Your instructions: Wherever the string "warehouseId" shows up in the material below, copy that line.

Information supplied:
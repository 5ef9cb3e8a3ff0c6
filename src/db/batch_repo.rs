// src/db/batch_repo.rs

use async_trait::async_trait;
use rust_decimal::Decimal;
use sqlx::{Executor, FromRow, PgPool, Postgres};
use uuid::Uuid;

use crate::{
    common::{db_utils::map_unique_violation, error::AppError},
    models::{
        batch::{BatchChanges, CropBatch, NewCropBatch},
        status::BatchStatus,
    },
};

/// Filtro de listagem. `None` = sem restrição naquele campo.
#[derive(Debug, Clone, Default)]
pub struct BatchFilter {
    pub field_agent_id: Option<Uuid>,
    pub warehouse_id: Option<Uuid>,
    pub status: Option<BatchStatus>,
    pub limit: i64,
}

#[derive(Debug, Clone, serde::Serialize, FromRow, utoipa::ToSchema)]
#[serde(rename_all = "camelCase")]
pub struct StatusCount {
    pub status: BatchStatus,
    pub batches: i64,
    pub total_quantity: Decimal,
}

#[derive(Clone)]
pub struct BatchRepository {
    pool: PgPool,
}

impl BatchRepository {
    pub fn new(pool: PgPool) -> Self {
        Self { pool }
    }

    pub async fn find_by_id<'e, E>(&self, executor: E, id: Uuid) -> Result<Option<CropBatch>, AppError>
    where
        E: Executor<'e, Database = Postgres>,
    {
        let batch = sqlx::query_as::<_, CropBatch>("SELECT * FROM crop_batches WHERE id = $1")
            .bind(id)
            .fetch_optional(executor)
            .await?;
        Ok(batch)
    }

    pub async fn find_by_code(&self, batch_code: &str) -> Result<Option<CropBatch>, AppError> {
        let batch = sqlx::query_as::<_, CropBatch>("SELECT * FROM crop_batches WHERE batch_code = $1")
            .bind(batch_code)
            .fetch_optional(&self.pool)
            .await?;
        Ok(batch)
    }

    pub async fn list<'e, E>(&self, executor: E, filter: &BatchFilter) -> Result<Vec<CropBatch>, AppError>
    where
        E: Executor<'e, Database = Postgres>,
    {
        let batches = sqlx::query_as::<_, CropBatch>(
            r#"
            SELECT * FROM crop_batches
            WHERE ($1::uuid IS NULL OR field_agent_id = $1)
              AND ($2::uuid IS NULL OR warehouse_id = $2)
              AND ($3::batch_status IS NULL OR status = $3)
            ORDER BY created_at DESC
            LIMIT $4
            "#,
        )
        .bind(filter.field_agent_id)
        .bind(filter.warehouse_id)
        .bind(filter.status)
        .bind(filter.limit)
        .fetch_all(executor)
        .await?;
        Ok(batches)
    }

    /// Contagem e soma de quantidade por status (painéis por papel).
    pub async fn count_by_status<'e, E>(
        &self,
        executor: E,
        field_agent_id: Option<Uuid>,
        warehouse_id: Option<Uuid>,
    ) -> Result<Vec<StatusCount>, AppError>
    where
        E: Executor<'e, Database = Postgres>,
    {
        let rows = sqlx::query_as::<_, StatusCount>(
            r#"
            SELECT status, COUNT(*) AS batches, COALESCE(SUM(quantity), 0) AS total_quantity
            FROM crop_batches
            WHERE ($1::uuid IS NULL OR field_agent_id = $1)
              AND ($2::uuid IS NULL OR warehouse_id = $2)
            GROUP BY status
            ORDER BY status
            "#,
        )
        .bind(field_agent_id)
        .bind(warehouse_id)
        .fetch_all(executor)
        .await?;
        Ok(rows)
    }

    pub async fn create<'e, E>(&self, executor: E, new: &NewCropBatch) -> Result<CropBatch, AppError>
    where
        E: Executor<'e, Database = Postgres>,
    {
        sqlx::query_as::<_, CropBatch>(
            r#"
            INSERT INTO crop_batches (
                batch_code, crop_type, variety, quantity, unit, status,
                planting_date, expected_harvest_date, notes, farm_id, field_agent_id
            )
            VALUES ($1, $2, $3, $4, $5, $6, $7, $8, $9, $10, $11)
            RETURNING *
            "#,
        )
        .bind(&new.batch_code)
        .bind(&new.crop_type)
        .bind(&new.variety)
        .bind(new.quantity)
        .bind(&new.unit)
        .bind(BatchStatus::Planted)
        .bind(new.planting_date)
        .bind(new.expected_harvest_date)
        .bind(&new.notes)
        .bind(new.farm_id)
        .bind(new.field_agent_id)
        .fetch_one(executor)
        .await
        .map_err(|e| map_unique_violation(e, |_| format!("Já existe um lote com o código '{}'.", new.batch_code)))
    }

    /// Transição atômica (compare-and-swap na coluna status).
    /// Só atualiza se o status persistido ainda for `expected`; devolve `None` caso contrário.
    /// Notas são concatenadas no próprio UPDATE, então duas anotações concorrentes não se perdem.
    pub async fn apply_transition<'e, E>(
        &self,
        executor: E,
        batch_id: Uuid,
        expected: BatchStatus,
        next: BatchStatus,
        changes: &BatchChanges,
    ) -> Result<Option<CropBatch>, AppError>
    where
        E: Executor<'e, Database = Postgres>,
    {
        let batch = sqlx::query_as::<_, CropBatch>(
            r#"
            UPDATE crop_batches
            SET status = $3,
                notes = CASE
                    WHEN $4::text IS NULL THEN notes
                    WHEN notes IS NULL OR notes = '' THEN $4::text
                    ELSE notes || E'\n' || $4::text
                END,
                quantity = COALESCE($5, quantity),
                received_quantity = COALESCE($6, received_quantity),
                storage_location = COALESCE($7, storage_location),
                quality_grade = COALESCE($8, quality_grade),
                approval_data = COALESCE($9, approval_data),
                warehouse_id = COALESCE($10, warehouse_id),
                actual_harvest_date = COALESCE($11, actual_harvest_date),
                updated_at = NOW()
            WHERE id = $1 AND status = $2
            RETURNING *
            "#,
        )
        .bind(batch_id)
        .bind(expected)
        .bind(next)
        .bind(&changes.append_note)
        .bind(changes.quantity)
        .bind(changes.received_quantity)
        .bind(&changes.storage_location)
        .bind(&changes.quality_grade)
        .bind(changes.approval_data.clone())
        .bind(changes.warehouse_id)
        .bind(changes.actual_harvest_date)
        .fetch_optional(executor)
        .await?;

        Ok(batch)
    }
}

/// O mínimo que o serviço precisa para efetivar um plano: o CAS e a releitura
/// usada para explicar um CAS perdido.
#[async_trait]
pub trait BatchStore: Send + Sync {
    async fn transition_if(
        &self,
        batch_id: Uuid,
        expected: BatchStatus,
        next: BatchStatus,
        changes: &BatchChanges,
    ) -> Result<Option<CropBatch>, AppError>;

    async fn current(&self, batch_id: Uuid) -> Result<Option<CropBatch>, AppError>;
}

#[async_trait]
impl BatchStore for BatchRepository {
    async fn transition_if(
        &self,
        batch_id: Uuid,
        expected: BatchStatus,
        next: BatchStatus,
        changes: &BatchChanges,
    ) -> Result<Option<CropBatch>, AppError> {
        self.apply_transition(&self.pool, batch_id, expected, next, changes).await
    }

    async fn current(&self, batch_id: Uuid) -> Result<Option<CropBatch>, AppError> {
        self.find_by_id(&self.pool, batch_id).await
    }
}
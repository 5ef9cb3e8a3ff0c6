// src/models/transport.rs

use chrono::{DateTime, Utc};
use std::fmt;
use rust_decimal::Decimal;
use serde::{Deserialize, Serialize};
use sqlx::FromRow;
use utoipa::ToSchema;
use uuid::Uuid;

use crate::models::status::{IssueStatus, TransportStatus};

#[derive(Debug, Clone, Copy, PartialEq, Eq, Serialize, Deserialize, sqlx::Type, ToSchema)]
#[sqlx(type_name = "issue_type", rename_all = "SCREAMING_SNAKE_CASE")]
#[serde(rename_all = "SCREAMING_SNAKE_CASE")]
pub enum IssueType {
    Breakdown,
    Delay,
    Damage,
    Other,
}

impl IssueType {
    /// Mesmo nome usado no enum do Postgres e no JSON.
    pub fn as_str(self) -> &'static str {
        match self {
            IssueType::Breakdown => "BREAKDOWN",
            IssueType::Delay => "DELAY",
            IssueType::Damage => "DAMAGE",
            IssueType::Other => "OTHER",
        }
    }
}

impl fmt::Display for IssueType {
    fn fmt(&self, f: &mut fmt::Formatter<'_>) -> fmt::Result {
        f.write_str(self.as_str())
    }
}

#[derive(Debug, Clone, Serialize, Deserialize, FromRow, ToSchema)]
#[serde(rename_all = "camelCase")]
pub struct Vehicle {
    pub id: Uuid,
    #[schema(example = "ABC-1D23")]
    pub registration: String,
    pub capacity: Option<Decimal>,
    pub is_active: bool,
    pub created_at: DateTime<Utc>,
}

// --- Viagem de coleta/entrega de um lote ---
#[derive(Debug, Clone, Serialize, Deserialize, FromRow, ToSchema)]
#[serde(rename_all = "camelCase")]
pub struct TransportTask {
    pub id: Uuid,
    pub batch_id: Uuid,
    pub driver_id: Uuid,
    pub vehicle_id: Option<Uuid>,
    pub coordinator_id: Uuid,
    pub status: TransportStatus,
    #[schema(example = "Fazenda Boa Vista")]
    pub pickup_location: String,
    #[schema(example = "Armazém Central")]
    pub delivery_location: String,
    pub scheduled_pickup_at: DateTime<Utc>,
    pub scheduled_delivery_at: DateTime<Utc>,
    pub actual_pickup_at: Option<DateTime<Utc>>,
    pub actual_delivery_at: Option<DateTime<Utc>>,
    pub notes: Option<String>,
    pub created_at: DateTime<Utc>,
    pub updated_at: DateTime<Utc>,
}

#[derive(Debug, Clone)]
pub struct NewTransportTask {
    pub batch_id: Uuid,
    pub driver_id: Uuid,
    pub vehicle_id: Option<Uuid>,
    pub coordinator_id: Uuid,
    pub pickup_location: String,
    pub delivery_location: String,
    pub scheduled_pickup_at: DateTime<Utc>,
    pub scheduled_delivery_at: DateTime<Utc>,
    pub notes: Option<String>,
}

// --- Ocorrência (quebra, atraso, avaria) ---
#[derive(Debug, Clone, Serialize, Deserialize, FromRow, ToSchema)]
#[serde(rename_all = "camelCase")]
pub struct TransportIssue {
    pub id: Uuid,
    pub task_id: Uuid,
    pub reported_by: Uuid,
    pub issue_type: IssueType,
    pub status: IssueStatus,
    pub description: String,
    pub resolution: Option<String>,
    pub created_at: DateTime<Utc>,
    pub resolved_at: Option<DateTime<Utc>>,
}

#[derive(Debug, Serialize, ToSchema)]
#[serde(rename_all = "camelCase")]
pub struct TaskResponse {
    pub message: String,
    pub task: TransportTask,
}

#[cfg(test)]
pub(crate) mod fixtures {
    use super::*;

    pub fn task(batch_id: Uuid, driver_id: Uuid, status: TransportStatus) -> TransportTask {
        let now = Utc::now();
        TransportTask {
            id: Uuid::new_v4(),
            batch_id,
            driver_id,
            vehicle_id: None,
            coordinator_id: Uuid::new_v4(),
            status,
            pickup_location: "Fazenda Boa Vista".into(),
            delivery_location: "Armazém Central".into(),
            scheduled_pickup_at: now,
            scheduled_delivery_at: now + chrono::Duration::hours(6),
            actual_pickup_at: None,
            actual_delivery_at: None,
            notes: None,
            created_at: now,
            updated_at: now,
        }
    }
}
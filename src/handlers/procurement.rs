// src/handlers/procurement.rs

use axum::{
    extract::{Path, State},
    http::StatusCode,
    response::IntoResponse,
    Json,
};
use rust_decimal::Decimal;
use serde::Deserialize;
use utoipa::ToSchema;
use uuid::Uuid;
use validator::{Validate, ValidationError};

use crate::{
    common::error::AppError,
    config::AppState,
    handlers::{batches::transition_response, extract::JsonOrForm},
    middleware::rbac::{CanApprove, RequireCapability},
    models::batch::TransitionResponse,
    services::procurement_service::ApprovalInput,
};

fn validate_percentage(val: &Decimal) -> Result<(), ValidationError> {
    if val.is_sign_negative() || *val > Decimal::ONE_HUNDRED {
        let mut err = ValidationError::new("range");
        err.message = Some("A umidade deve estar entre 0 e 100%.".into());
        return Err(err);
    }
    Ok(())
}

#[derive(Debug, Deserialize, Validate, ToSchema)]
#[serde(rename_all = "camelCase")]
pub struct ApproveBatchPayload {
    #[validate(length(min = 1, max = 20, message = "A classificação de qualidade é obrigatória."))]
    #[schema(example = "A")]
    pub quality_grade: String,

    #[validate(custom(function = "validate_percentage"))]
    #[schema(example = "13.5")]
    pub moisture_content: Option<Decimal>,

    pub quality_notes: Option<String>,

    #[serde(default)]
    pub photo_urls: Vec<String>,

    /// Armazém de destino do lote aprovado
    pub warehouse_id: Uuid,
}

impl From<ApproveBatchPayload> for ApprovalInput {
    fn from(p: ApproveBatchPayload) -> Self {
        ApprovalInput {
            quality_grade: p.quality_grade,
            moisture_content: p.moisture_content,
            quality_notes: p.quality_notes,
            photo_urls: p.photo_urls,
            warehouse_id: p.warehouse_id,
        }
    }
}

#[derive(Debug, Deserialize, Validate, ToSchema)]
#[serde(rename_all = "camelCase")]
pub struct RejectBatchPayload {
    #[validate(length(min = 1, message = "Informe o motivo da rejeição."))]
    pub reason: String,
}

#[utoipa::path(
    post,
    path = "/api/procurement/batches/{id}/approve",
    tag = "Procurement",
    request_body = ApproveBatchPayload,
    params(("id" = Uuid, Path, description = "ID do Lote")),
    responses(
        (status = 200, description = "Lote aprovado (PROCESSED)", body = TransitionResponse),
        (status = 404, description = "Lote ou armazém não encontrado"),
        (status = 409, description = "Lote não está aguardando aprovação")
    ),
    security(("api_jwt" = []))
)]
pub async fn approve_batch(
    State(app_state): State<AppState>,
    guard: RequireCapability<CanApprove>,
    Path(id): Path<Uuid>,
    JsonOrForm(payload): JsonOrForm<ApproveBatchPayload>,
) -> Result<impl IntoResponse, AppError> {
    payload.validate()?;

    let batch = app_state
        .procurement_service
        .approve(guard.profile(), id, payload.into())
        .await?;

    Ok((StatusCode::OK, Json(transition_response(batch))))
}

#[utoipa::path(
    post,
    path = "/api/procurement/batches/{id}/reject",
    tag = "Procurement",
    request_body = RejectBatchPayload,
    params(("id" = Uuid, Path, description = "ID do Lote")),
    responses(
        (status = 200, description = "Lote devolvido para READY_FOR_HARVEST", body = TransitionResponse)
    ),
    security(("api_jwt" = []))
)]
pub async fn reject_batch(
    State(app_state): State<AppState>,
    guard: RequireCapability<CanApprove>,
    Path(id): Path<Uuid>,
    JsonOrForm(payload): JsonOrForm<RejectBatchPayload>,
) -> Result<impl IntoResponse, AppError> {
    payload.validate()?;

    let batch = app_state
        .procurement_service
        .reject(guard.profile(), id, &payload.reason)
        .await?;

    Ok((StatusCode::OK, Json(transition_response(batch))))
}

// ---
// Formulário único de decisão: { decision: APPROVE | REJECT, ... }
// ---
#[derive(Debug, Clone, Copy, PartialEq, Eq, Deserialize, ToSchema)]
#[serde(rename_all = "SCREAMING_SNAKE_CASE")]
pub enum Decision {
    Approve,
    Reject,
}

#[derive(Debug, Deserialize, Validate, ToSchema)]
#[serde(rename_all = "camelCase")]
pub struct DecisionPayload {
    pub decision: Decision,
    pub quality_grade: Option<String>,
    #[validate(custom(function = "validate_percentage"))]
    pub moisture_content: Option<Decimal>,
    pub quality_notes: Option<String>,
    #[serde(default)]
    pub photo_urls: Vec<String>,
    pub warehouse_id: Option<Uuid>,
    pub reason: Option<String>,
}

impl DecisionPayload {
    fn into_approval(self) -> Result<ApprovalInput, AppError> {
        let warehouse_id = self
            .warehouse_id
            .ok_or_else(|| AppError::InvalidInput("O campo 'warehouseId' é obrigatório para aprovar.".into()))?;

        Ok(ApprovalInput {
            quality_grade: self.quality_grade.unwrap_or_default(),
            moisture_content: self.moisture_content,
            quality_notes: self.quality_notes,
            photo_urls: self.photo_urls,
            warehouse_id,
        })
    }
}

#[utoipa::path(
    post,
    path = "/api/procurement/batches/{id}/decision",
    tag = "Procurement",
    request_body = DecisionPayload,
    params(("id" = Uuid, Path, description = "ID do Lote")),
    responses(
        (status = 200, description = "Decisão aplicada", body = TransitionResponse)
    ),
    security(("api_jwt" = []))
)]
pub async fn decide_batch(
    State(app_state): State<AppState>,
    guard: RequireCapability<CanApprove>,
    Path(id): Path<Uuid>,
    JsonOrForm(payload): JsonOrForm<DecisionPayload>,
) -> Result<impl IntoResponse, AppError> {
    payload.validate()?;

    let batch = match payload.decision {
        Decision::Approve => {
            let input = payload.into_approval()?;
            app_state.procurement_service.approve(guard.profile(), id, input).await?
        }
        Decision::Reject => {
            let reason = payload.reason.unwrap_or_default();
            app_state.procurement_service.reject(guard.profile(), id, &reason).await?
        }
    };

    Ok((StatusCode::OK, Json(transition_response(batch))))
}

#[cfg(test)]
mod tests {
    use super::*;

    #[test]
    fn approval_decision_needs_a_warehouse() {
        let payload: DecisionPayload =
            serde_json::from_str(r#"{ "decision": "APPROVE", "qualityGrade": "A" }"#).unwrap();
        assert!(matches!(payload.into_approval(), Err(AppError::InvalidInput(_))));
    }

    #[test]
    fn moisture_outside_range_is_rejected() {
        let payload: ApproveBatchPayload = serde_json::from_str(
            r#"{ "qualityGrade": "B", "moistureContent": 140, "warehouseId": "7b0c8f5e-3f3c-4d55-9a57-1f1f0d1f4a11" }"#,
        )
        .unwrap();
        assert!(payload.validate().is_err());
    }
}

Exercise output:
            .ok_or_else(|| AppError::InvalidInput("O campo 'warehouseId' é obrigatório para aprovar.".into()))?;
            r#"{ "qualityGrade": "B", "moistureContent": 140, "warehouseId": "7b0c8f5e-3f3c-4d55-9a57-1f1f0d1f4a11" }"#,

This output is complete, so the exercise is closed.